TheoFantastique: What does the increasing popularity of Halloween say about Americans if we understand Halloween in part as a vehicle “for the expression of personal, social, and cultural identity?”
Jack Santino: I think a lot of the popularity of Halloween is due to the maturing of the baby-boom generation. People who had fun after WWII and in the 1950s and 1960s seem to have decided not to give this up. In addition, the U.S. is a consumerist society. I have noticed that when people start to do something en masse, commercial entities jump on it pretty quickly. So when people started decorating with homemade dummies, it wasn’t long before mass-produced Halloween figures began to appear in the department stores. Likewise, as people began decorating more elaborately for the autumn season, electric outdoor lights, similar to those of Christmas, were offered.

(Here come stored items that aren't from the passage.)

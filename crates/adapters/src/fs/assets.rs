use std::collections::HashSet;
use std::path::{Path, PathBuf};

use scanshelf_application::{
    ApplicationError, AssetStore, CacheCleanReport, PageAssetPaths, PageMove, PageSource,
};
use scanshelf_domain::{detect_image_kind, DocumentId, ExportKind, ImageKind};
use tracing::{debug, warn};

use crate::codec::{decode_rgba, encode_jpeg, from_raster, temp_sibling, write_atomically};
use crate::fs::PageStorage;
use crate::paths::{ensure_dir, AssetPathResolver};

/// Quality used when an original has to be re-encoded as JPEG.
const ORIGINAL_QUALITY: u8 = 95;

/// Page assets on the local filesystem.
#[derive(Debug, Clone)]
pub struct FsAssetStore {
    resolver: AssetPathResolver,
    storage: PageStorage,
}

impl FsAssetStore {
    pub fn new(resolver: AssetPathResolver) -> Self {
        let storage = PageStorage::new(resolver.cache_root());
        Self { resolver, storage }
    }

    pub fn resolver(&self) -> &AssetPathResolver {
        &self.resolver
    }

    pub fn storage(&self) -> &PageStorage {
        &self.storage
    }

    fn import_file(&self, source: &Path, original: &Path) -> Result<(), ApplicationError> {
        if !source.exists() {
            return Err(ApplicationError::MissingAsset(source.display().to_string()));
        }
        match detect_image_kind(source) {
            ImageKind::Jpeg => {
                let temp = temp_sibling(original, "tmp");
                self.storage.copy(source, &temp)?;
                if let Err(error) = decode_rgba(&temp) {
                    self.storage.delete_recursive(&temp)?;
                    return Err(error);
                }
                self.storage.move_path(&temp, original)
            }
            ImageKind::Png => {
                let image = decode_rgba(source)?;
                write_atomically(original, &encode_jpeg(&image, ORIGINAL_QUALITY)?)
            }
            ImageKind::Unsupported => Err(ApplicationError::Decode(format!(
                "unsupported image format: {}",
                source.display()
            ))),
        }
    }
}

struct StagedMove {
    from_dir: PathBuf,
    staging: PathBuf,
    target: PathBuf,
    placed: bool,
}

impl FsAssetStore {
    /// Every target must be free or vacated by this batch, and no page may
    /// already sit in staging.
    fn check_targets(
        &self,
        document_id: &DocumentId,
        moves: &[&PageMove],
    ) -> Result<(), ApplicationError> {
        let leaving: HashSet<&Path> = moves
            .iter()
            .map(|page_move| page_move.from_dir.as_path())
            .collect();
        for page_move in moves {
            let target = self.resolver.page_dir(document_id, page_move.to);
            if target.exists() && !leaving.contains(target.as_path()) {
                return Err(ApplicationError::Storage(format!(
                    "relocation target {} is occupied",
                    target.display()
                )));
            }
            let staging = self.resolver.staged_page_dir(document_id, page_move.page_id);
            if staging.exists() {
                return Err(ApplicationError::Storage(format!(
                    "stale staging directory {}",
                    staging.display()
                )));
            }
        }
        Ok(())
    }

    /// Placed pages go back to staging first so every original slot is
    /// free again, then each page returns to where it started.
    fn roll_back(&self, document_id: &DocumentId, staged: &[StagedMove]) {
        for entry in staged.iter().filter(|entry| entry.placed) {
            if let Err(error) = self.storage.move_path(&entry.target, &entry.staging) {
                warn!(document = %document_id, %error, "rollback could not unstage page");
            }
        }
        for entry in staged {
            if let Err(error) = self.storage.move_path(&entry.staging, &entry.from_dir) {
                warn!(
                    document = %document_id,
                    staging = %entry.staging.display(),
                    %error,
                    "rollback could not restore page, it stays in staging"
                );
            }
        }
        if let Err(error) = self
            .storage
            .remove_dir_if_empty(&self.resolver.staging_dir(document_id))
        {
            warn!(document = %document_id, %error, "staging directory left behind");
        }
    }
}

impl AssetStore for FsAssetStore {
    fn page_paths(&self, document_id: &DocumentId, index: u32) -> PageAssetPaths {
        self.resolver.page_paths(document_id, index)
    }

    fn store_original(
        &self,
        document_id: &DocumentId,
        index: u32,
        source: &PageSource,
    ) -> Result<PathBuf, ApplicationError> {
        let paths = self.resolver.page_paths(document_id, index);
        ensure_dir(&paths.dir)?;
        match source {
            PageSource::File(path) => self.import_file(path, &paths.original)?,
            PageSource::Raster(raster) => {
                let image = from_raster(raster)?;
                write_atomically(&paths.original, &encode_jpeg(&image, ORIGINAL_QUALITY)?)?;
            }
        }
        debug!(document = %document_id, index, "original stored");
        Ok(paths.original)
    }

    fn write_edit_sidecar(
        &self,
        document_id: &DocumentId,
        index: u32,
        edit_ops_json: &str,
    ) -> Result<(), ApplicationError> {
        let paths = self.resolver.page_paths(document_id, index);
        write_atomically(&paths.edit_sidecar, edit_ops_json.as_bytes())
    }

    fn remove_page_assets(
        &self,
        document_id: &DocumentId,
        index: u32,
    ) -> Result<(), ApplicationError> {
        self.storage
            .delete_recursive(&self.resolver.page_dir(document_id, index))?;
        self.storage
            .delete_recursive(&self.resolver.thumbnail_path(document_id, index))
    }

    /// Two phases through the staging directory, so a page may move into a
    /// slot another page is leaving in the same batch. Targets are checked
    /// before anything moves, and a failed batch is moved back.
    fn relocate_pages(
        &self,
        document_id: &DocumentId,
        moves: &[PageMove],
    ) -> Result<(), ApplicationError> {
        let mut pending = Vec::with_capacity(moves.len());
        for page_move in moves {
            if !page_move.from_dir.exists() {
                warn!(
                    document = %document_id,
                    page = %page_move.page_id,
                    dir = %page_move.from_dir.display(),
                    "page directory missing, nothing to relocate"
                );
                continue;
            }
            pending.push(page_move);
        }
        self.check_targets(document_id, &pending)?;

        let mut staged: Vec<StagedMove> = Vec::with_capacity(pending.len());
        for page_move in &pending {
            let staging = self.resolver.staged_page_dir(document_id, page_move.page_id);
            if let Err(error) = self.storage.move_path(&page_move.from_dir, &staging) {
                self.roll_back(document_id, &staged);
                return Err(error);
            }
            staged.push(StagedMove {
                from_dir: page_move.from_dir.clone(),
                staging,
                target: self.resolver.page_dir(document_id, page_move.to),
                placed: false,
            });
        }

        for position in 0..staged.len() {
            let StagedMove {
                staging, target, ..
            } = &staged[position];
            if let Err(error) = self.storage.move_path(staging, target) {
                self.roll_back(document_id, &staged);
                return Err(error);
            }
            staged[position].placed = true;
        }

        self.storage
            .remove_dir_if_empty(&self.resolver.staging_dir(document_id))?;
        self.storage
            .delete_recursive(&self.resolver.thumbnails_dir(document_id))
    }

    fn remove_document_assets(&self, document_id: &DocumentId) -> Result<(), ApplicationError> {
        self.storage
            .delete_recursive(&self.resolver.document_dir(document_id))?;
        self.storage
            .delete_recursive(&self.resolver.thumbnails_dir(document_id))
    }

    fn export_path(
        &self,
        document_id: &DocumentId,
        version: u32,
        kind: ExportKind,
    ) -> Result<PathBuf, ApplicationError> {
        ensure_dir(&self.resolver.exports_dir(document_id))?;
        Ok(self.resolver.export_path(document_id, version, kind))
    }

    fn clean_cache(&self, max_bytes: u64) -> Result<CacheCleanReport, ApplicationError> {
        self.storage.clean_cache(max_bytes)
    }
}
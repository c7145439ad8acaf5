use crate::DomainError;

/// Owned 8-bit RGBA pixel buffer, row-major.
#[derive(Debug, Clone, PartialEq, Eq)]
pub struct Raster {
    pub width: u32,
    pub height: u32,
    pub rgba: Vec<u8>,
}

impl Raster {
    pub fn new(width: u32, height: u32, rgba: Vec<u8>) -> Result<Self, DomainError> {
        let expected = (width as usize) * (height as usize) * 4;
        if rgba.len() != expected {
            return Err(DomainError::RasterSizeMismatch {
                expected,
                actual: rgba.len(),
            });
        }
        Ok(Self {
            width,
            height,
            rgba,
        })
    }

    pub fn pixel(&self, x: u32, y: u32) -> Option<[u8; 4]> {
        if x >= self.width || y >= self.height {
            return None;
        }
        let offset = ((y as usize) * (self.width as usize) + x as usize) * 4;
        let px = &self.rgba[offset..offset + 4];
        Some([px[0], px[1], px[2], px[3]])
    }
}

/// A page rendered at final quality and encoded as JPEG, ready for export.
#[derive(Debug, Clone, PartialEq, Eq)]
pub struct EncodedPage {
    pub page_index: u32,
    pub width: u32,
    pub height: u32,
    pub dpi: u32,
    pub jpeg: Vec<u8>,
}
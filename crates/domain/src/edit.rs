use serde::{Deserialize, Serialize};

use crate::DomainError;

/// Fixed threshold used by the black-and-white filter mode.
pub const BLACK_AND_WHITE_THRESHOLD: f32 = 0.5;

#[derive(Debug, Clone, Copy, Default, PartialEq, Eq, Serialize, Deserialize)]
#[serde(rename_all = "snake_case")]
pub enum FilterMode {
    #[default]
    Original,
    Gray,
    BlackAndWhite,
    ColorBoost,
}

#[derive(Debug, Clone, Copy, PartialEq, Serialize, Deserialize)]
#[serde(default)]
pub struct FilterSettings {
    pub mode: FilterMode,
    pub contrast: f32,
    pub brightness: f32,
    pub sharpen: f32,
}

impl Default for FilterSettings {
    fn default() -> Self {
        Self {
            mode: FilterMode::Original,
            contrast: 1.0,
            brightness: 0.0,
            sharpen: 0.0,
        }
    }
}

impl FilterSettings {
    pub fn has_tone_adjustment(&self) -> bool {
        self.contrast != 1.0 || self.brightness != 0.0
    }
}

/// Rectangle in source-image coordinates.
#[derive(Debug, Clone, Copy, PartialEq, Eq, Serialize, Deserialize)]
pub struct CropRect {
    pub left: u32,
    pub top: u32,
    pub width: u32,
    pub height: u32,
}

/// Quadrilateral corners (top-left, top-right, bottom-right, bottom-left)
/// to be mapped onto a rectangle.
#[derive(Debug, Clone, Copy, PartialEq, Serialize, Deserialize)]
pub struct WarpQuad {
    pub corners: [[f32; 2]; 4],
}

/// Clockwise rotation in right-angle steps. Serialized as integer degrees.
#[derive(Debug, Clone, Copy, Default, PartialEq, Eq, Serialize, Deserialize)]
#[serde(try_from = "i32", into = "i32")]
pub enum Rotation {
    #[default]
    None,
    Cw90,
    Cw180,
    Cw270,
}

impl Rotation {
    pub fn degrees(self) -> i32 {
        match self {
            Self::None => 0,
            Self::Cw90 => 90,
            Self::Cw180 => 180,
            Self::Cw270 => 270,
        }
    }

    pub fn swaps_dimensions(self) -> bool {
        matches!(self, Self::Cw90 | Self::Cw270)
    }
}

impl TryFrom<i32> for Rotation {
    type Error = DomainError;

    fn try_from(degrees: i32) -> Result<Self, Self::Error> {
        match degrees.rem_euclid(360) {
            0 => Ok(Self::None),
            90 => Ok(Self::Cw90),
            180 => Ok(Self::Cw180),
            270 => Ok(Self::Cw270),
            _ => Err(DomainError::InvalidRotation(degrees)),
        }
    }
}

impl From<Rotation> for i32 {
    fn from(value: Rotation) -> Self {
        value.degrees()
    }
}

/// Pending non-destructive transforms for one page.
///
/// The value is immutable from the renderer's point of view: callers build a
/// new record for every change and hand it over whole.
#[derive(Debug, Clone, Copy, PartialEq, Serialize, Deserialize)]
#[serde(default)]
pub struct EditOperation {
    #[serde(skip_serializing_if = "Option::is_none")]
    pub crop: Option<CropRect>,
    /// Not applied by the renderer yet.
    #[serde(skip_serializing_if = "Option::is_none")]
    pub warp: Option<WarpQuad>,
    pub rotate: Rotation,
    /// Not applied by the renderer yet.
    pub denoise: f32,
    /// Not applied by the renderer yet.
    pub deskew: f32,
    pub filter: FilterSettings,
}

impl Default for EditOperation {
    fn default() -> Self {
        Self {
            crop: None,
            warp: None,
            rotate: Rotation::None,
            denoise: 0.0,
            deskew: 0.0,
            filter: FilterSettings::default(),
        }
    }
}

impl EditOperation {
    pub fn identity() -> Self {
        Self::default()
    }

    /// Encodes the record as JSON. `None` encodes the identity record.
    pub fn serialize(record: Option<&Self>) -> String {
        let identity = Self::identity();
        serde_json::to_string(record.unwrap_or(&identity)).unwrap_or_default()
    }

    /// Strict decode: fails on malformed JSON and on out-of-range values.
    pub fn parse(text: &str) -> Result<Self, DomainError> {
        let record: Self = serde_json::from_str(text)
            .map_err(|error| DomainError::MalformedEditRecord(error.to_string()))?;
        record.validate()?;
        Ok(record)
    }

    /// Lossy decode: anything [`EditOperation::parse`] rejects becomes the
    /// identity record.
    pub fn deserialize(text: &str) -> Self {
        Self::parse(text).unwrap_or_default()
    }

    /// Identity ignores `denoise` and `deskew`; neither has a visible effect yet.
    pub fn is_identity(&self) -> bool {
        self.filter.mode == FilterMode::Original
            && self.filter.contrast == 1.0
            && self.filter.brightness == 0.0
            && self.filter.sharpen == 0.0
            && self.rotate == Rotation::None
            && self.crop.is_none()
            && self.warp.is_none()
    }

    /// With nothing rendered yet, any non-identity record is dirty; otherwise
    /// the record is compared to the one that produced the rendered asset.
    pub fn is_dirty(&self, last_rendered: Option<&Self>) -> bool {
        match last_rendered {
            Some(rendered) => self != rendered,
            None => !self.is_identity(),
        }
    }

    /// Layers `overrides` on top of `base`: a field of `overrides` wins only
    /// when it differs from that field's identity value.
    pub fn merge(base: &Self, overrides: &Self) -> Self {
        let identity = Self::identity();
        Self {
            crop: overrides.crop.or(base.crop),
            warp: overrides.warp.or(base.warp),
            rotate: pick(overrides.rotate, base.rotate, identity.rotate),
            denoise: pick(overrides.denoise, base.denoise, identity.denoise),
            deskew: pick(overrides.deskew, base.deskew, identity.deskew),
            filter: FilterSettings {
                mode: pick(
                    overrides.filter.mode,
                    base.filter.mode,
                    identity.filter.mode,
                ),
                contrast: pick(
                    overrides.filter.contrast,
                    base.filter.contrast,
                    identity.filter.contrast,
                ),
                brightness: pick(
                    overrides.filter.brightness,
                    base.filter.brightness,
                    identity.filter.brightness,
                ),
                sharpen: pick(
                    overrides.filter.sharpen,
                    base.filter.sharpen,
                    identity.filter.sharpen,
                ),
            },
        }
    }

    pub fn validate(&self) -> Result<(), DomainError> {
        check_finite("denoise", self.denoise)?;
        check_finite("deskew", self.deskew)?;
        check_finite("contrast", self.filter.contrast)?;
        check_finite("brightness", self.filter.brightness)?;
        check_finite("sharpen", self.filter.sharpen)?;

        if self.denoise < 0.0 {
            return out_of_range("denoise", self.denoise);
        }
        if self.filter.contrast <= 0.0 {
            return out_of_range("contrast", self.filter.contrast);
        }
        if !(-1.0..=1.0).contains(&self.filter.brightness) {
            return out_of_range("brightness", self.filter.brightness);
        }
        if !(0.0..=1.0).contains(&self.filter.sharpen) {
            return out_of_range("sharpen", self.filter.sharpen);
        }
        if let Some(crop) = self.crop {
            if crop.width == 0 || crop.height == 0 {
                return Err(DomainError::EmptyCrop);
            }
        }
        if let Some(warp) = self.warp {
            if warp.corners.iter().flatten().any(|value| !value.is_finite()) {
                return Err(DomainError::NonFiniteEditParam("warp"));
            }
        }
        Ok(())
    }
}

fn pick<T: PartialEq>(over: T, base: T, identity: T) -> T {
    if over != identity {
        over
    } else {
        base
    }
}

fn check_finite(name: &'static str, value: f32) -> Result<(), DomainError> {
    if value.is_finite() {
        Ok(())
    } else {
        Err(DomainError::NonFiniteEditParam(name))
    }
}

fn out_of_range(name: &'static str, value: f32) -> Result<(), DomainError> {
    Err(DomainError::EditParamOutOfRange { name, value })
}
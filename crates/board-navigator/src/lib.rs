//! Move/variation navigation over a chess game.
//!
//! The [`Navigator`] owns a main line, user-created variations and a cursor,
//! and derives the board position by replaying through a
//! [`chess_core::RulesEngine`]. Views subscribe through
//! [`NavigatorObserver`]; keyboard input maps onto [`Command`].

pub mod error;
pub mod keys;
pub mod navigator;
pub mod observer;
pub mod orientation;
pub mod variation;

pub use error::NavigatorError;
pub use keys::Command;
pub use navigator::{MoveOutcome, Navigator};
pub use observer::NavigatorObserver;
pub use orientation::Orientation;
pub use variation::{Cursor, Variation, VariationMode};
pub mod lichess;
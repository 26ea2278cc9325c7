#![allow(dead_code)]

use std::path::PathBuf;
use std::time::{SystemTime, UNIX_EPOCH};

use chess_core::GameRecord;

/// Generate a unique suffix based on timestamp to avoid collisions.
pub fn unique_suffix() -> String {
    let ts = SystemTime::now()
        .duration_since(UNIX_EPOCH)
        .unwrap()
        .as_nanos();
    format!("{}-{}", std::process::id(), ts % 1_000_000_000)
}

/// Fresh directory under the system temp dir.
pub fn temp_dir(prefix: &str) -> PathBuf {
    let dir = std::env::temp_dir().join(format!("{prefix}-{}", unique_suffix()));
    std::fs::create_dir_all(&dir).unwrap();
    dir
}

pub fn sans(moves: &[&str]) -> Vec<String> {
    moves.iter().map(|m| m.to_string()).collect()
}

pub fn record(id: &str, white: &str, black: &str, pgn: &str) -> GameRecord {
    GameRecord {
        id: id.to_string(),
        white: white.to_string(),
        black: black.to_string(),
        result: "*".to_string(),
        date: "2024-05-04".to_string(),
        eco: None,
        pgn: pgn.to_string(),
        time_control: Some("3+2".to_string()),
        event: Some("Casual".to_string()),
    }
}

/// A short Ruy Lopez with headers, as Lichess exports it.
pub const RUY_LOPEZ: &str = r#"[Event "Rated Blitz game"]
[Site "https://lichess.org/abcd1234"]
[White "alice"]
[Black "bob"]
[Result "1-0"]
[ECO "C60"]

1. e4 { [%clk 0:03:00] } e5 2. Nf3 Nc6 3. Bb5 a6 4. Ba4 Nf6 1-0"#;
//! Rules engine seam.
//!
//! The board navigator never touches chess rules directly; it goes through
//! [`RulesEngine`] so positions are always derived by replaying notation.
//! [`ShakmatyRules`] is the production implementation.

use shakmaty::{
    fen::Fen,
    san::SanPlus,
    uci::UciMove,
    Chess, EnPassantMode, Position, Rank, Role, Square,
};

use crate::pgn::{self, PgnError};

#[derive(Debug, thiserror::Error)]
pub enum RulesError {
    #[error("Invalid square '{0}'")]
    InvalidSquare(String),

    #[error("Invalid promotion piece '{0}'")]
    InvalidPromotion(char),

    #[error("Not a legal move in the current position: {0}")]
    IllegalMove(String),

    #[error("Cannot replay move '{san}' at ply {ply}")]
    Replay { san: String, ply: usize },

    #[error(transparent)]
    Notation(#[from] PgnError),
}

/// Deterministic, side-effect-free chess rules.
pub trait RulesEngine {
    /// Whatever the engine needs to validate the next move.
    type Position: Clone;

    /// The position before any move.
    fn initial_position(&self) -> Self::Position;

    /// Play `moves` from the initial position.
    fn replay(&self, moves: &[String]) -> Result<Self::Position, RulesError>;

    /// Validate a from/to move (board drag) and return its notation.
    /// `promotion` is only consulted when a pawn reaches the last rank.
    fn try_move(
        &self,
        position: &Self::Position,
        from: &str,
        to: &str,
        promotion: Option<char>,
    ) -> Result<String, RulesError>;

    /// Validate a typed notation move and return it in canonical form.
    fn try_san(&self, position: &Self::Position, san: &str) -> Result<String, RulesError>;

    /// Decode the mainline of a portable game notation text.
    fn decode(&self, notation: &str) -> Result<Vec<String>, RulesError>;

    /// Position identifier (FEN for standard chess).
    fn position_id(&self, position: &Self::Position) -> String;
}

#[derive(Debug, Clone, Copy, Default)]
pub struct ShakmatyRules;

impl ShakmatyRules {
    fn parse_square(square: &str) -> Result<Square, RulesError> {
        Square::from_ascii(square.trim().as_bytes())
            .map_err(|_| RulesError::InvalidSquare(square.to_string()))
    }
}

impl RulesEngine for ShakmatyRules {
    type Position = Chess;

    fn initial_position(&self) -> Chess {
        Chess::default()
    }

    fn replay(&self, moves: &[String]) -> Result<Chess, RulesError> {
        let mut pos = Chess::default();

        for (i, san_str) in moves.iter().enumerate() {
            let replay_err = || RulesError::Replay {
                san: san_str.clone(),
                ply: i + 1,
            };
            let san: SanPlus = san_str.parse().map_err(|_| replay_err())?;
            let mv = san.san.to_move(&pos).map_err(|_| replay_err())?;
            pos.play_unchecked(mv);
        }

        Ok(pos)
    }

    fn try_move(
        &self,
        position: &Chess,
        from: &str,
        to: &str,
        promotion: Option<char>,
    ) -> Result<String, RulesError> {
        let from_sq = Self::parse_square(from)?;
        let to_sq = Self::parse_square(to)?;

        let is_pawn = position.board().role_at(from_sq) == Some(Role::Pawn);
        let last_rank = position.turn().fold_wb(Rank::Eighth, Rank::First);
        let promotion = if is_pawn && to_sq.rank() == last_rank {
            // Board drags never ask; default to a queen like most GUIs.
            let ch = promotion.unwrap_or('q');
            Some(
                Role::from_char(ch.to_ascii_lowercase())
                    .filter(|role| !matches!(role, Role::Pawn | Role::King))
                    .ok_or(RulesError::InvalidPromotion(ch))?,
            )
        } else {
            None
        };

        let uci = UciMove::Normal {
            from: from_sq,
            to: to_sq,
            promotion,
        };
        let mv = uci
            .to_move(position)
            .map_err(|_| RulesError::IllegalMove(uci.to_string()))?;

        let mut after = position.clone();
        Ok(SanPlus::from_move_and_play_unchecked(&mut after, mv).to_string())
    }

    fn try_san(&self, position: &Chess, san: &str) -> Result<String, RulesError> {
        let parsed: SanPlus = san
            .trim()
            .parse()
            .map_err(|_| RulesError::IllegalMove(san.to_string()))?;
        let mv = parsed
            .san
            .to_move(position)
            .map_err(|_| RulesError::IllegalMove(san.to_string()))?;

        let mut after = position.clone();
        Ok(SanPlus::from_move_and_play_unchecked(&mut after, mv).to_string())
    }

    fn decode(&self, notation: &str) -> Result<Vec<String>, RulesError> {
        Ok(pgn::decode_moves(notation)?)
    }

    fn position_id(&self, position: &Chess) -> String {
        Fen::from_position(position, EnPassantMode::Legal).to_string()
    }
}
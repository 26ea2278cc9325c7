//! Terminal chess game viewer: Lichess import, a local game library, and a
//! session wrapping the board navigator.

pub mod clients;
pub mod config;
pub mod error;
pub mod library;
pub mod move_list;
pub mod session;

pub use config::Config;
pub use error::AppError;
pub use library::GameLibrary;
pub use session::ViewerSession;
//! Keyboard command surface driving the navigator.

/// Variations reachable through the digit shortcuts.
pub const QUICK_VARIATIONS: usize = 3;

#[derive(Debug, Clone, Copy, PartialEq, Eq)]
pub enum Command {
    Previous,
    Next,
    Start,
    End,
    MainLine,
    /// Jump to the variation with this ordinal.
    Variation(usize),
    /// Drop the game and every line, back to an empty board.
    Reset,
    Rotate,
}

impl Command {
    /// Map a key name (DOM `KeyboardEvent.key` spelling) to a command.
    pub fn from_key(key: &str) -> Option<Self> {
        let command = match key {
            "ArrowLeft" => Command::Previous,
            "ArrowRight" => Command::Next,
            "ArrowDown" | "Home" => Command::Start,
            "ArrowUp" | "End" => Command::End,
            "m" | "M" => Command::MainLine,
            "r" | "R" => Command::Rotate,
            "Escape" => Command::Reset,
            digit => {
                let n: usize = digit.parse().ok()?;
                if !(1..=QUICK_VARIATIONS).contains(&n) {
                    return None;
                }
                Command::Variation(n - 1)
            }
        };
        Some(command)
    }

    /// Shortcut help line for the front end.
    pub fn help() -> &'static str {
        "← Previous | → Next | ↓ Start | ↑ End | R Rotate | Esc Reset | M Main Line | 1-3 Variations"
    }
}
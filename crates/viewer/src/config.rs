//! Viewer configuration from environment variables (`.env` is loaded by the
//! binaries before this runs).

use std::env;
use std::path::PathBuf;

use board_navigator::VariationMode;

use crate::error::AppError;

pub const DEFAULT_API_BASE: &str = "https://lichess.org/api";

#[derive(Clone, Debug)]
pub struct Config {
    /// Lichess API root, overridable for tests and mirrors.
    pub lichess_api_base: String,

    /// Personal access token; enables `/account` and private games.
    pub lichess_token: Option<String>,

    /// Whose games to import. Also decides board orientation.
    pub username: Option<String>,

    pub max_games: usize,

    /// Directory holding the NDJSON game library.
    pub games_dir: PathBuf,

    pub http_timeout_secs: u64,

    pub variation_mode: VariationMode,
}

impl Default for Config {
    fn default() -> Self {
        Self {
            lichess_api_base: DEFAULT_API_BASE.to_string(),
            lichess_token: None,
            username: None,
            max_games: 200,
            games_dir: PathBuf::from("data"),
            http_timeout_secs: 30,
            variation_mode: VariationMode::Branching,
        }
    }
}

impl Config {
    pub fn from_env() -> Result<Self, AppError> {
        Self::from_lookup(|key| env::var(key).ok())
    }

    /// Build from any key lookup; `from_env` uses the process environment.
    pub fn from_lookup<F>(lookup: F) -> Result<Self, AppError>
    where
        F: Fn(&str) -> Option<String>,
    {
        let defaults = Config::default();
        let non_empty = |key: &str| lookup(key).filter(|v| !v.trim().is_empty());

        let variation_mode = match non_empty("VARIATIONS") {
            Some(value) => value.parse::<VariationMode>().map_err(AppError::Config)?,
            None => defaults.variation_mode,
        };

        Ok(Self {
            lichess_api_base: non_empty("LICHESS_API_BASE")
                .map(|v| v.trim_end_matches('/').to_string())
                .unwrap_or(defaults.lichess_api_base),
            lichess_token: non_empty("LICHESS_TOKEN"),
            username: non_empty("LICHESS_USERNAME"),
            max_games: non_empty("MAX_GAMES")
                .and_then(|v| v.parse().ok())
                .unwrap_or(defaults.max_games),
            games_dir: non_empty("GAMES_DIR")
                .map(PathBuf::from)
                .unwrap_or(defaults.games_dir),
            http_timeout_secs: non_empty("HTTP_TIMEOUT_SECS")
                .and_then(|v| v.parse().ok())
                .unwrap_or(defaults.http_timeout_secs),
            variation_mode,
        })
    }
}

TheoFantastique: How does Halloween compare with similar festivals and celebrations in other cultures?
Jack Santino: Halloween compares in a couple of ways. Many countries observe Halloween; it was very popular and important in Ireland long before it was widely-known in the US. Most Catholic countries observe certain rituals and customs for All Saints Day and also All Souls Day on November 2. These may involve visiting the family graves, for instance, and not resemble the current American Halloween at all. We are becoming increasingly aware of the Latino Day of the Dead celebrations (Dia de los Muertos), which are reminiscent of the U.S. Halloween in some ways but very different in others. On the other hand, many countries have celebrations that are reminiscent of Halloween but are different occasions, such as Walpurgisnacht in Germany (May 1). And the way Halloween is celebrated in street festivals in the U.S. reminds me of Mardi Gras in Louisiana and elsewhere.
TheoFantastique: Some scholars have applied the work of anthropologist Victor Turner and his notion of liminality to Halloween. Might the process of entering a liminal space and engaging in costuming as a process of social inversion in some instances account for the popularity of Halloween among adults? I was surprised to find the holiday and related items, like the haunted attraction industry, to be huge in Utah after my relocation from northern California. This is a religiously and culturally conservative state, and might the aspect of liminality and social inversion be part of the appeal in this state’s context?
Jack Santino: Yes, I think there is enormous appeal to adults to being allowed in this period of license to break everyday social rules. I see people working in banks on Halloween dressed as moose. I see grown-ups turning there homes into haunted houses and actually scaring children. I see people who keep their front yards impeccable and the lawns trimmed to the appearance of a golf course put fake gravestones and hang ghoulish monster on their property. At any other time of the year they would have the police at their door. But at Halloween, they have friends and neighbors congratulating them on their creativity.
TheoFantastique: Dr. Santino, thank you again for taking the time to share your thoughts. I hope the readers will pick up a copy of your book on the topic so that they will have a broader understanding of the history and multicultural influences of Halloween as we near the month of October.